_RECORD EXTRACTS_:
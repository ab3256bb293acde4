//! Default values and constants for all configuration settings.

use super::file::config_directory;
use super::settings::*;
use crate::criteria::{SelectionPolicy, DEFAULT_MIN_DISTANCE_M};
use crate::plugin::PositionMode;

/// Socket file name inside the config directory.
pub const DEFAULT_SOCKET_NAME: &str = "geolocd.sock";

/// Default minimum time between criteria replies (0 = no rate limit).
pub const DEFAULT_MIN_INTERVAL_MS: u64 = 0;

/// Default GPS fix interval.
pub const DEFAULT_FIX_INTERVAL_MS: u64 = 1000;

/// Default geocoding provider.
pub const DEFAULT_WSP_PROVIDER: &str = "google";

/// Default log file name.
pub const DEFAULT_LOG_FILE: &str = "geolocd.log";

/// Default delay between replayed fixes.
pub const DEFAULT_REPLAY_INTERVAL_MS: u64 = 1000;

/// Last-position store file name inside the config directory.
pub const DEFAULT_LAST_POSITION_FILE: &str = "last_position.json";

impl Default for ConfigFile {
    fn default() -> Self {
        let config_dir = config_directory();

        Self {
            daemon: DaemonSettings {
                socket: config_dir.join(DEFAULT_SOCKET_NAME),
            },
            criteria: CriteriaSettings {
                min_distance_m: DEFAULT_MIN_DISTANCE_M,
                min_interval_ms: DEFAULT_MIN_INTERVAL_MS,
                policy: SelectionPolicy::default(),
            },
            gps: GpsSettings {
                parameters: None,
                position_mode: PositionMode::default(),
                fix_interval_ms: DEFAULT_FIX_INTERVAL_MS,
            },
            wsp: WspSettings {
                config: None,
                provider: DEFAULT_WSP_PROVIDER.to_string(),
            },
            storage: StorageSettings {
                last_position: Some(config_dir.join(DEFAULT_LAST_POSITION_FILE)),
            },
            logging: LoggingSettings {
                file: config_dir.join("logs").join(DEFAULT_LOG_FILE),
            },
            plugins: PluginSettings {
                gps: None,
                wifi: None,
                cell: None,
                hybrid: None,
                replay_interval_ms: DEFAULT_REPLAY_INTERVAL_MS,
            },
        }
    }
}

_ACTION ITEM_:
After locating the line holding "pub const DEFAULT_FIX_INTERVAL_MS: u64" above, output exactly that line and every line after it through the line holding "pub const DEFAULT_REPLAY_INTERVAL_MS: u64". Include nothing else.

_WRITTEN ANSWER_:
pub const DEFAULT_FIX_INTERVAL_MS: u64 = 1000;

/// Default geocoding provider.
pub const DEFAULT_WSP_PROVIDER: &str = "google";

/// Default log file name.
pub const DEFAULT_LOG_FILE: &str = "geolocd.log";

/// Default delay between replayed fixes.
pub const DEFAULT_REPLAY_INTERVAL_MS: u64 = 1000;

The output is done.